This puzzle closely resembles the last one, my remarks on the solution of which the reader may like to apply in another case. It was recently submitted to a Sydney evening newspaper that indulges in "intellect sharpeners," but was rejected with the remark that it is childish and that they only published problems capable of solution! Five ladies, accompanied by their daughters, bought cloth at the same shop. Each of the ten paid as many farthings per foot as she bought feet, and each mother spent 8s. 5¼d. more than her daughter. Mrs. Robinson spent 6s. more than Mrs. Evans, who spent about a quarter as much as Mrs. Jones. Mrs. Smith spent most of all. Mrs. Brown bought 21 yards more than Bessie—one of the girls. Annie bought 16 yards more than Mary and spent £3, 0s. 8d. more than Emily. The Christian name of the other girl was Ada. Now, what was her surname?
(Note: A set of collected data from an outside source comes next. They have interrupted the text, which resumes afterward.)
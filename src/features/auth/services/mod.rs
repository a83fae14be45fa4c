mod auth_service;
mod password;
mod token_service;

pub use auth_service::AuthService;
pub use token_service::TokenService;
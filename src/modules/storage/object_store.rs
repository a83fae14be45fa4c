use std::future::Future;

use crate::core::error::AppError;
use crate::modules::storage::minio_client::{DeleteOutcome, MinIOClient};

/// Object storage operations used by the file lifecycle manager.
///
/// `MinIOClient` is the production implementation; fakes stand in for it in
/// tests to exercise failure ordering without a reachable store.
pub trait ObjectStore: Send + Sync {
    fn upload(
        &self,
        key: &str,
        data: Vec<u8>,
        content_type: &str,
    ) -> impl Future<Output = Result<(), AppError>> + Send;

    fn remove(&self, key: &str) -> impl Future<Output = Result<DeleteOutcome, AppError>> + Send;

    fn file_url(&self, key: &str) -> String;

    fn public_url(&self, key: &str) -> String;
}

impl ObjectStore for MinIOClient {
    async fn upload(&self, key: &str, data: Vec<u8>, content_type: &str) -> Result<(), AppError> {
        MinIOClient::upload(self, key, data, content_type).await
    }

    async fn remove(&self, key: &str) -> Result<DeleteOutcome, AppError> {
        MinIOClient::remove(self, key).await
    }

    fn file_url(&self, key: &str) -> String {
        MinIOClient::file_url(self, key)
    }

    fn public_url(&self, key: &str) -> String {
        MinIOClient::public_url(self, key)
    }
}
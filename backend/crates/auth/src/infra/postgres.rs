//! PostgreSQL Storage Adapter

use kernel::error::conversions::is_unique_violation;
use sqlx::PgPool;

use crate::domain::account::AccountIdentity;
use crate::infra::storage::{AccountStorage, CreateAccountFilter, StorageError};

/// PostgreSQL-backed account storage
#[derive(Clone)]
pub struct PgAccountStorage {
    pool: PgPool,
}

impl PgAccountStorage {
    pub fn new(pool: PgPool) -> Self {
        Self { pool }
    }
}

impl AccountStorage for PgAccountStorage {
    async fn create_account(
        &self,
        filter: CreateAccountFilter,
    ) -> Result<AccountIdentity, StorageError> {
        let (user_id, role) = sqlx::query_as::<_, (i64, String)>(
            r#"
            INSERT INTO accounts (username, email, password_hash)
            VALUES ($1, $2, $3)
            RETURNING id, role
            "#,
        )
        .bind(filter.username.as_str())
        .bind(filter.email.as_str())
        .bind(filter.hashed_password.as_str())
        .fetch_one(&self.pool)
        .await
        .map_err(|e| {
            if is_unique_violation(&e) {
                StorageError::AlreadyExists
            } else {
                StorageError::Failure(e.into())
            }
        })?;

        Ok(AccountIdentity {
            user_id,
            email: filter.email,
            username: filter.username,
            role,
        })
    }
}
//! Repository Traits
//!
//! Business-facing persistence interface. The storage adapter in `infra/`
//! speaks its own vocabulary; a wrapper there translates it into this one so
//! use cases never see storage-engine errors.

use thiserror::Error;

use crate::domain::account::{AccountIdentity, SignUpOptions};
use crate::error::BoxError;

/// Account store failures, in business terms
#[derive(Debug, Error)]
pub enum AccountStoreError {
    /// An account with this email already exists
    #[error("account already exists")]
    AlreadyExists,

    /// Anything else; the cause is opaque to callers
    #[error("create account: {0}")]
    Failure(#[source] BoxError),
}

/// Account store trait
#[trait_variant::make(AccountStore: Send)]
pub trait LocalAccountStore {
    /// Persist a new account
    ///
    /// `options.password()` must already hold the hashed credential.
    async fn post_sign_up(&self, options: SignUpOptions)
    -> Result<AccountIdentity, AccountStoreError>;
}
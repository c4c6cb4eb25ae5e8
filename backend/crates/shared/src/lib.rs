//! Shared Kernel - Domain-crossing minimal core
//!
//! This crate contains the "smallest core" of domain vocabulary:
//! - Error classification ([`error::kind::ErrorKind`]) mapped to HTTP statuses
//! - The rendered application error ([`error::app_error::AppError`])
//! - Storage-engine error classification shared by persistence adapters
//!
//! **Design Principle**: Only include things that are "hard to change"
//! and have consistent meaning across all domains.

pub mod error {
    pub mod app_error;
    pub mod conversions;
    pub mod kind;
}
Now what one has to take into account is

1 y= 3 feet

1 farting = 1/4 of a dime (penny)

said this, and what I tried is this: writing the equation that rules the problem, by indicating with $x$ the price the Mrs pay, for $x$ feet, and with $y$ the price the daughter pay, per $y$ feet. Hence

$$x^2 = y^2 + 101.25$$

Where $101.25$ is the additional sum, IN PENNIES, that the mothers do pay.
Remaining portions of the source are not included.